In them, the shadows, we commit our deeds.
Nocturnal crimes while calm you sleep.
Secret is their legacy, their horrors violent.
Nameless as their graves, forever silent.
They never sleep. They never rest.
Dwellers in the realms infernal; Sleepless, evil ones.
Emanations of the night eternal. Sleepless evil demons of the old world
Far beneath the world of man, in halls lit by a light owing nothing to that of day.
There they dwell, they who weave the webs.
There it walks, that ought to crawl.
The haunted fields forever they must wander.
In twilight locked, forever to abide.
Until the doors shall open at the crossroads, into the other side…
Smell Vitriol, smell blackest bile.
They’re drawing closer to the gate.
The Serpents are about to reconcile.
Worlds are to burn, yes, the hour is late…
Rise now from your realms infernal!
Sleepless, evil ones.
Emanate from night eternal!
Sleepless evil, Satanas, come forth!

Traduction des paroles

Dehors fort dans l'obscurité notre louange est chantée,
sur des sabots fourchus, en langues fourchues, des cœurs fourchus et des têtes fourchues;
du passé sombre résonnent les chants…
(Aux) saints du meurtre, dieux de tous, qui tournèrent le dos vers le
monde.
En eux, les ombres, nous commettons nos actes.
Crimes nocturnes pendant que vous dormez calme.
Le Secret est leur héritage, leurs horreurs violentes.
Sans nom comme leurs tombes, toujours silencieux.
Ils ne dorment jamais. Ils n'ont jamais de repos.
Les habitants des royaumes infernaux; insomniaques, les méchants.
Émanations de la nuit éternelle.
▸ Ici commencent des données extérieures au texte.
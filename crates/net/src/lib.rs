//! # net
//!
//! The one outbound read of the autocomplete engine: fetching the word
//! dictionary document from the host server.

use std::io::Read;
use std::sync::Arc;
use std::thread;
use std::time::{Duration, Instant};

use thiserror::Error;
use words::{SourceError, WordData, WordSource};

/// Path the host server serves the dictionary document on.
pub const WORDS_ENDPOINT: &str = "/cps/get_words";

const USER_AGENT: &str = "prompt-snippets/0.1";
const DEFAULT_TIMEOUT: Duration = Duration::from_secs(10);

/// Dictionaries are small; anything past this is not one.
const MAX_BODY_BYTES: u64 = 16 * 1024 * 1024;

#[derive(Debug, Error)]
pub enum FetchError {
    #[error("client build error: {0}")]
    Client(#[source] reqwest::Error),

    #[error("request to {url} failed: {source}")]
    Transport {
        url: String,
        #[source]
        source: reqwest::Error,
    },

    #[error("{url} answered with status {status}")]
    Status { url: String, status: u16 },

    #[error("failed to read response body: {0}")]
    Body(#[from] std::io::Error),

    #[error("response is not a word document: {0}")]
    Decode(#[from] serde_json::Error),
}

/// Reads [`WordData`] over HTTP with a blocking client.
#[derive(Clone, Debug)]
pub struct HttpWordSource {
    url: String,
    timeout: Duration,
    use_system_proxy: bool,
}

impl HttpWordSource {
    pub fn new(url: impl Into<String>) -> Self {
        Self {
            url: url.into(),
            timeout: DEFAULT_TIMEOUT,
            use_system_proxy: true,
        }
    }

    /// Source for the dictionary endpoint of the server at `base_url`.
    pub fn for_server(base_url: &str) -> Self {
        Self::new(format!("{}{WORDS_ENDPOINT}", base_url.trim_end_matches('/')))
    }

    pub fn with_timeout(mut self, timeout: Duration) -> Self {
        self.timeout = timeout;
        self
    }

    /// Connect directly, ignoring `HTTP_PROXY` and friends. Useful when the
    /// server is on the loopback interface.
    pub fn without_proxy(mut self) -> Self {
        self.use_system_proxy = false;
        self
    }

    pub fn url(&self) -> &str {
        &self.url
    }

    pub fn fetch_words(&self) -> Result<WordData, FetchError> {
        let mut builder = reqwest::blocking::Client::builder()
            .timeout(self.timeout)
            .user_agent(USER_AGENT);
        if !self.use_system_proxy {
            builder = builder.no_proxy();
        }
        let client = builder.build().map_err(FetchError::Client)?;

        let resp = client
            .get(&self.url)
            .send()
            .map_err(|source| FetchError::Transport {
                url: self.url.clone(),
                source,
            })?;

        let status = resp.status().as_u16();
        if status != 200 {
            return Err(FetchError::Status {
                url: self.url.clone(),
                status,
            });
        }

        let mut buf = Vec::new();
        resp.take(MAX_BODY_BYTES).read_to_end(&mut buf)?;
        Ok(serde_json::from_slice(&buf)?)
    }
}

impl WordSource for HttpWordSource {
    fn fetch(&self) -> Result<WordData, SourceError> {
        self.fetch_words()
            .map_err(|e| SourceError::Remote(Box::new(e)))
    }
}

/// Outcome of a background fetch.
#[derive(Debug)]
pub struct WordFetch {
    pub url: String,
    pub duration_ms: u128,
    pub result: Result<WordData, FetchError>,
}

/// Fetch on a new thread and report through `cb`.
pub fn fetch_words_in_background(
    source: HttpWordSource,
    cb: Arc<dyn Fn(WordFetch) + Send + Sync>,
) -> thread::JoinHandle<()> {
    thread::spawn(move || {
        let start = Instant::now();
        let result = source.fetch_words();
        if let Err(err) = &result {
            log::warn!(target: "net", "word fetch failed: {err}");
        }
        cb(WordFetch {
            url: source.url,
            duration_ms: start.elapsed().as_millis(),
            result,
        });
    })
}

#[cfg(test)]
mod tests {
    use super::*;

    #[test]
    fn server_url_gets_the_endpoint_path() {
        assert_eq!(
            HttpWordSource::for_server("http://127.0.0.1:8188/").url(),
            "http://127.0.0.1:8188/cps/get_words"
        );
        assert_eq!(
            HttpWordSource::for_server("http://host").url(),
            "http://host/cps/get_words"
        );
    }

    #[test]
    fn status_error_names_the_code() {
        let err = FetchError::Status {
            url: "http://x".into(),
            status: 404,
        };
        assert_eq!(err.to_string(), "http://x answered with status 404");
    }
}
/// A rectangle in CSS px.
#[derive(Clone, Copy, Debug, Default, PartialEq)]
pub struct Rect {
    pub x: f32,
    pub y: f32,
    pub width: f32,
    pub height: f32,
}

impl Rect {
    pub const fn new(x: f32, y: f32, width: f32, height: f32) -> Self {
        Self {
            x,
            y,
            width,
            height,
        }
    }

    #[inline]
    pub fn top(&self) -> f32 {
        self.y
    }

    #[inline]
    pub fn left(&self) -> f32 {
        self.x
    }
}

/// Scroll offsets of a scrollable box, in CSS px.
#[derive(Clone, Copy, Debug, Default, PartialEq)]
pub struct ScrollOffset {
    pub top: f32,
    pub left: f32,
}

/// Inline base direction of a text box.
#[derive(Clone, Copy, Debug, Default, PartialEq, Eq, Hash)]
pub enum TextDirection {
    #[default]
    Ltr,
    Rtl,
}

impl TextDirection {
    pub fn is_rtl(self) -> bool {
        matches!(self, TextDirection::Rtl)
    }
}

#[cfg(test)]
mod tests {
    use super::*;

    #[test]
    fn rect_edges() {
        let r = Rect::new(10.0, 20.0, 30.0, 40.0);
        assert_eq!(r.left(), 10.0);
        assert_eq!(r.top(), 20.0);
    }

    #[test]
    fn direction_defaults_to_ltr() {
        assert_eq!(TextDirection::default(), TextDirection::Ltr);
        assert!(TextDirection::Rtl.is_rtl());
    }
}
Démons maléfiques sans sommeil du vieux monde
Loin sous le monde de l'homme, dans des salles éclairées par une lumière qui ne doit rien à celle du jour.
Là, ils habitent, ceux qui tissent les toiles.
Il marche, qui devrait d'analyse.
Les champs hantés pour toujours ils doivent errer.
Au crépuscule verrouillé, pour toujours à demeurer.
Jusqu'à ce que les portes s'ouvrent au carrefour, dans l'autre côté…
Sentir le Vitriol, sentir la bile la plus noire.
Ils sont à rapprocher de la porte.
Les Serpents sont sur le point de se réconcilier.
Les mondes sont à brûler, Oui, l'heure est tardive…
Levez-vous maintenant de vos royaumes infernaux!
Sans sommeil, de méchants.
Émanent de la nuit éternelle!
Le mal sans sommeil, Satanas, viens!